# PROBLEM DESCRIPTION
Report, as a single figure, how many lines in the records below include "warn".

# EXERCISE DATA
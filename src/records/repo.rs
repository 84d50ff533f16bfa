use super::model::{FailureEntry, FailureFile, SuccessFile, FAILURE_FILE_VERSION};
use crate::pin_ref::PinRef;
use chrono::{DateTime, Local, Utc};
use serde::de::DeserializeOwned;
use serde::Serialize;
use serde_json::Value;
use std::fs;
use std::io::ErrorKind;
use std::path::{Path, PathBuf};
use thiserror::Error;
use tracing::{info, instrument, warn};
use uuid::Uuid;

pub const INVENTORY_FILE: &str = "pins_inventory.json";
pub const SUCCESS_LATEST_FILE: &str = "success_pins_latest.json";
pub const DUPLICATES_FILE: &str = "duplicates.json";
pub const ACKNOWLEDGED_FILE: &str = "duplicates_acknowledged.json";
pub const CHECKPOINT_FILE: &str = "progress_checkpoint.json";

const SUCCESS_PREFIX: &str = "success_pins_";
const FAILURE_PREFIX: &str = "failed_pins_";
const MIGRATED_REASON: &str = "unknown (migrated from legacy record)";

#[derive(Debug, Error)]
pub enum RecordError {
    #[error("I/O error: {0}")]
    Io(#[from] std::io::Error),
    #[error("JSON error: {0}")]
    Json(#[from] serde_json::Error),
    #[error("unsupported record format in {path}: {reason}")]
    Format { path: PathBuf, reason: String },
}

/// Identity of one run, used to name its record files.
#[derive(Debug, Clone, PartialEq, Eq)]
pub struct RunId {
    started_at: DateTime<Local>,
    short: String,
}

impl RunId {
    pub fn new() -> Self {
        let short = Uuid::new_v4().simple().to_string()[..8].to_string();
        Self {
            started_at: Local::now(),
            short,
        }
    }

    pub fn as_str(&self) -> &str {
        &self.short
    }

    /// `<YYYYmmdd_HHMMSS>_<short>`; sorts chronologically by name.
    pub fn file_tag(&self) -> String {
        format!("{}_{}", self.started_at.format("%Y%m%d_%H%M%S"), self.short)
    }
}

impl Default for RunId {
    fn default() -> Self {
        Self::new()
    }
}

/// File layout under the logs directory.
#[derive(Debug, Clone)]
pub struct LogPaths {
    dir: PathBuf,
}

impl LogPaths {
    pub fn new(dir: impl Into<PathBuf>) -> Self {
        Self { dir: dir.into() }
    }

    pub fn dir(&self) -> &Path {
        &self.dir
    }

    pub fn inventory(&self) -> PathBuf {
        self.dir.join(INVENTORY_FILE)
    }

    pub fn success_latest(&self) -> PathBuf {
        self.dir.join(SUCCESS_LATEST_FILE)
    }

    pub fn duplicates(&self) -> PathBuf {
        self.dir.join(DUPLICATES_FILE)
    }

    pub fn acknowledged(&self) -> PathBuf {
        self.dir.join(ACKNOWLEDGED_FILE)
    }

    pub fn checkpoint(&self) -> PathBuf {
        self.dir.join(CHECKPOINT_FILE)
    }

    pub fn success_for_run(&self, run: &RunId) -> PathBuf {
        self.dir
            .join(format!("{}{}.json", SUCCESS_PREFIX, run.file_tag()))
    }

    pub fn failure_for_run(&self, run: &RunId) -> PathBuf {
        self.dir
            .join(format!("{}{}.json", FAILURE_PREFIX, run.file_tag()))
    }

    pub fn lost_pins(&self, day: &DateTime<Local>) -> PathBuf {
        self.dir
            .join(format!("lost_pins_{}.json", day.format("%Y%m%d")))
    }
}

/// Read and decode a JSON file. A missing file is `Ok(None)`.
pub fn read_json<T: DeserializeOwned>(path: &Path) -> Result<Option<T>, RecordError> {
    let raw = match fs::read_to_string(path) {
        Ok(raw) => raw,
        Err(err) if err.kind() == ErrorKind::NotFound => return Ok(None),
        Err(err) => return Err(err.into()),
    };
    Ok(Some(serde_json::from_str(&raw)?))
}

/// Write pretty JSON through a sibling temp file and rename, so a crash never
/// leaves a half-written record behind.
pub fn write_json<T: Serialize + ?Sized>(path: &Path, value: &T) -> Result<(), RecordError> {
    if let Some(parent) = path.parent() {
        if !parent.as_os_str().is_empty() {
            fs::create_dir_all(parent)?;
        }
    }
    let tmp = path.with_extension("json.tmp");
    let body = serde_json::to_string_pretty(value)?;
    fs::write(&tmp, body)?;
    fs::rename(&tmp, path)?;
    Ok(())
}

/// Returns whether a file was actually removed.
pub fn remove_if_exists(path: &Path) -> Result<bool, RecordError> {
    match fs::remove_file(path) {
        Ok(()) => Ok(true),
        Err(err) if err.kind() == ErrorKind::NotFound => Ok(false),
        Err(err) => Err(err.into()),
    }
}

fn list_with_prefix(dir: &Path, prefix: &str) -> Result<Vec<PathBuf>, RecordError> {
    let entries = match fs::read_dir(dir) {
        Ok(entries) => entries,
        Err(err) if err.kind() == ErrorKind::NotFound => return Ok(Vec::new()),
        Err(err) => return Err(err.into()),
    };
    let mut files = Vec::new();
    for entry in entries {
        let entry = entry?;
        let name = entry.file_name();
        let Some(name) = name.to_str() else { continue };
        if name.starts_with(prefix) && name.ends_with(".json") {
            files.push(entry.path());
        }
    }
    files.sort();
    Ok(files)
}

/// Per-run success files, oldest first. The rolling `success_pins_latest.json`
/// mirrors a per-run file and is left out so nothing is counted twice.
pub fn list_success_files(dir: &Path) -> Result<Vec<PathBuf>, RecordError> {
    let mut files = list_with_prefix(dir, SUCCESS_PREFIX)?;
    files.retain(|p| p.file_name().and_then(|n| n.to_str()) != Some(SUCCESS_LATEST_FILE));
    Ok(files)
}

pub fn list_failure_files(dir: &Path) -> Result<Vec<PathBuf>, RecordError> {
    list_with_prefix(dir, FAILURE_PREFIX)
}

/// Most recently modified failure file, ties broken by name.
pub fn latest_failure_file(dir: &Path) -> Result<Option<PathBuf>, RecordError> {
    let mut best: Option<(std::time::SystemTime, PathBuf)> = None;
    for path in list_failure_files(dir)? {
        let modified = fs::metadata(&path)?.modified()?;
        let replace = match &best {
            None => true,
            Some((m, p)) => (modified, &path) > (*m, p),
        };
        if replace {
            best = Some((modified, path));
        }
    }
    Ok(best.map(|(_, p)| p))
}

#[instrument(skip_all, fields(path = %path.display()))]
pub fn load_success_file(path: &Path) -> Result<SuccessFile, RecordError> {
    let raw: Value = serde_json::from_str(&fs::read_to_string(path)?)?;
    if raw.is_array() {
        let migrated = migrate_legacy_successes(&raw, path, Utc::now())?;
        write_json(path, &migrated)?;
        info!(pins = migrated.count, "migrated legacy success record");
        return Ok(migrated);
    }
    Ok(serde_json::from_value(raw)?)
}

#[instrument(skip_all, fields(path = %path.display()))]
pub fn load_failure_file(path: &Path) -> Result<FailureFile, RecordError> {
    let raw: Value = serde_json::from_str(&fs::read_to_string(path)?)?;
    if raw.is_array() {
        let migrated = migrate_legacy_failures(&raw, path, Utc::now())?;
        write_json(path, &migrated)?;
        info!(pins = migrated.count, "migrated legacy failure record");
        return Ok(migrated);
    }
    match raw.get("version").and_then(Value::as_u64) {
        Some(v) if v == u64::from(FAILURE_FILE_VERSION) => Ok(serde_json::from_value(raw)?),
        other => Err(RecordError::Format {
            path: path.to_path_buf(),
            reason: format!("unknown failure record version {:?}", other),
        }),
    }
}

fn legacy_link(entry: &Value) -> Option<&str> {
    match entry {
        Value::String(s) => Some(s.as_str()),
        Value::Object(map) => map
            .get("pin_url")
            .or_else(|| map.get("url"))
            .and_then(Value::as_str),
        _ => None,
    }
}

/// Convert the old bare-list success format (`[{"url", "timestamp"}]`).
pub fn migrate_legacy_successes(
    raw: &Value,
    path: &Path,
    migrated_at: DateTime<Utc>,
) -> Result<SuccessFile, RecordError> {
    let entries = raw.as_array().ok_or_else(|| RecordError::Format {
        path: path.to_path_buf(),
        reason: "expected a list of saved pins".into(),
    })?;
    let mut pins = Vec::with_capacity(entries.len());
    for entry in entries {
        match legacy_link(entry).map(PinRef::parse) {
            Some(Ok(pin)) => pins.push(pin),
            _ => warn!(?entry, "dropping unreadable legacy success entry"),
        }
    }
    Ok(SuccessFile {
        count: pins.len(),
        successful_pins: pins,
        timestamp: migrated_at,
        target_board: None,
        run_id: None,
    })
}

/// Convert the old bare-list failure format. Entries were either plain links
/// or `{"pin_url", "reason", "timestamp"}` objects.
pub fn migrate_legacy_failures(
    raw: &Value,
    path: &Path,
    migrated_at: DateTime<Utc>,
) -> Result<FailureFile, RecordError> {
    let entries = raw.as_array().ok_or_else(|| RecordError::Format {
        path: path.to_path_buf(),
        reason: "expected a list of failed pins".into(),
    })?;
    let mut failed = Vec::with_capacity(entries.len());
    for entry in entries {
        let Some(Ok(pin)) = legacy_link(entry).map(PinRef::parse) else {
            warn!(?entry, "dropping unreadable legacy failure entry");
            continue;
        };
        let reason = entry
            .get("reason")
            .and_then(Value::as_str)
            .unwrap_or(MIGRATED_REASON)
            .to_string();
        failed.push(FailureEntry {
            pin_url: pin,
            reason,
            timestamp: migrated_at,
        });
    }
    Ok(FailureFile {
        version: FAILURE_FILE_VERSION,
        count: failed.len(),
        failed_pins: failed,
        timestamp: migrated_at,
        target_board: None,
        run_id: None,
    })
}

/// Remember a pin whose page no longer exists, once per day file.
pub fn append_lost_pin(paths: &LogPaths, pin: &PinRef) -> Result<(), RecordError> {
    let path = paths.lost_pins(&Local::now());
    let mut pins: Vec<PinRef> = read_json(&path)?.unwrap_or_default();
    if !pins.contains(pin) {
        pins.push(pin.clone());
        write_json(&path, &pins)?;
    }
    Ok(())
}

#[cfg(test)]
mod tests {
    use super::*;
    use serde_json::json;
    use tempfile::tempdir;

    #[test]
    fn write_json_is_atomic_and_readable() {
        let td = tempdir().unwrap();
        let path = td.path().join("nested").join("x.json");
        write_json(&path, &vec![1, 2, 3]).unwrap();
        let back: Option<Vec<i32>> = read_json(&path).unwrap();
        assert_eq!(back, Some(vec![1, 2, 3]));
        assert!(!path.with_extension("json.tmp").exists());
    }

    #[test]
    fn read_json_missing_is_none() {
        let td = tempdir().unwrap();
        let back: Option<Vec<i32>> = read_json(&td.path().join("nope.json")).unwrap();
        assert!(back.is_none());
    }

    #[test]
    fn success_listing_skips_latest_and_other_files() {
        let td = tempdir().unwrap();
        for name in [
            "success_pins_20240101_000000_aaaa.json",
            "success_pins_latest.json",
            "failed_pins_20240101_000000_aaaa.json",
            "success_pins_20240102_000000_bbbb.json",
        ] {
            fs::write(td.path().join(name), "{}").unwrap();
        }
        let files = list_success_files(td.path()).unwrap();
        let names: Vec<_> = files
            .iter()
            .map(|p| p.file_name().unwrap().to_str().unwrap().to_string())
            .collect();
        assert_eq!(
            names,
            vec![
                "success_pins_20240101_000000_aaaa.json",
                "success_pins_20240102_000000_bbbb.json"
            ]
        );
    }

    #[test]
    fn legacy_failure_list_is_migrated_and_rewritten() {
        let td = tempdir().unwrap();
        let path = td.path().join("failed_pins_20230101_120000.json");
        let legacy = json!([
            "https://tr.pinterest.com/pin/111/",
            {"pin_url": "https://tr.pinterest.com/pin/222/", "reason": "Save failed", "timestamp": "2023-01-01T12:00:00"},
            {"unexpected": true}
        ]);
        fs::write(&path, legacy.to_string()).unwrap();

        let file = load_failure_file(&path).unwrap();
        assert_eq!(file.version, FAILURE_FILE_VERSION);
        assert_eq!(file.count, 2);
        assert_eq!(file.failed_pins[0].pin_url.id(), "111");
        assert_eq!(file.failed_pins[0].reason, MIGRATED_REASON);
        assert_eq!(file.failed_pins[1].reason, "Save failed");

        let on_disk: Value = serde_json::from_str(&fs::read_to_string(&path).unwrap()).unwrap();
        assert_eq!(on_disk["version"], 2);
        assert_eq!(load_failure_file(&path).unwrap(), file);
    }

    #[test]
    fn unknown_failure_version_is_rejected() {
        let td = tempdir().unwrap();
        let path = td.path().join("failed_pins_x.json");
        fs::write(&path, json!({"version": 9, "failed_pins": []}).to_string()).unwrap();
        assert!(matches!(
            load_failure_file(&path),
            Err(RecordError::Format { .. })
        ));
    }

    #[test]
    fn legacy_success_list_is_migrated() {
        let td = tempdir().unwrap();
        let path = td.path().join("success_pins_20230101_120000.json");
        let legacy = json!([
            {"url": "https://tr.pinterest.com/pin/1/", "timestamp": "2023-01-01T12:00:00"},
            {"url": "https://tr.pinterest.com/pin/2/", "timestamp": "2023-01-01T12:00:05"}
        ]);
        fs::write(&path, legacy.to_string()).unwrap();
        let file = load_success_file(&path).unwrap();
        assert_eq!(file.count, 2);
        assert_eq!(file.successful_pins[1].url(), "https://www.pinterest.com/pin/2/");
        assert!(file.target_board.is_none());
    }

    #[test]
    fn lost_pins_are_recorded_once() {
        let td = tempdir().unwrap();
        let paths = LogPaths::new(td.path());
        let pin = PinRef::parse("9").unwrap();
        append_lost_pin(&paths, &pin).unwrap();
        append_lost_pin(&paths, &pin).unwrap();
        let stored: Vec<PinRef> = read_json(&paths.lost_pins(&Local::now())).unwrap().unwrap();
        assert_eq!(stored, vec![pin]);
    }

    #[test]
    fn run_file_names_carry_the_run_tag() {
        let paths = LogPaths::new("logs");
        let run = RunId::new();
        let name = paths.success_for_run(&run);
        let name = name.file_name().unwrap().to_str().unwrap();
        assert!(name.starts_with("success_pins_"));
        assert!(name.ends_with(&format!("_{}.json", run.as_str())));
        assert_eq!(run.as_str().len(), 8);
    }
}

# SOLUTION TO THIS EXERCISE
3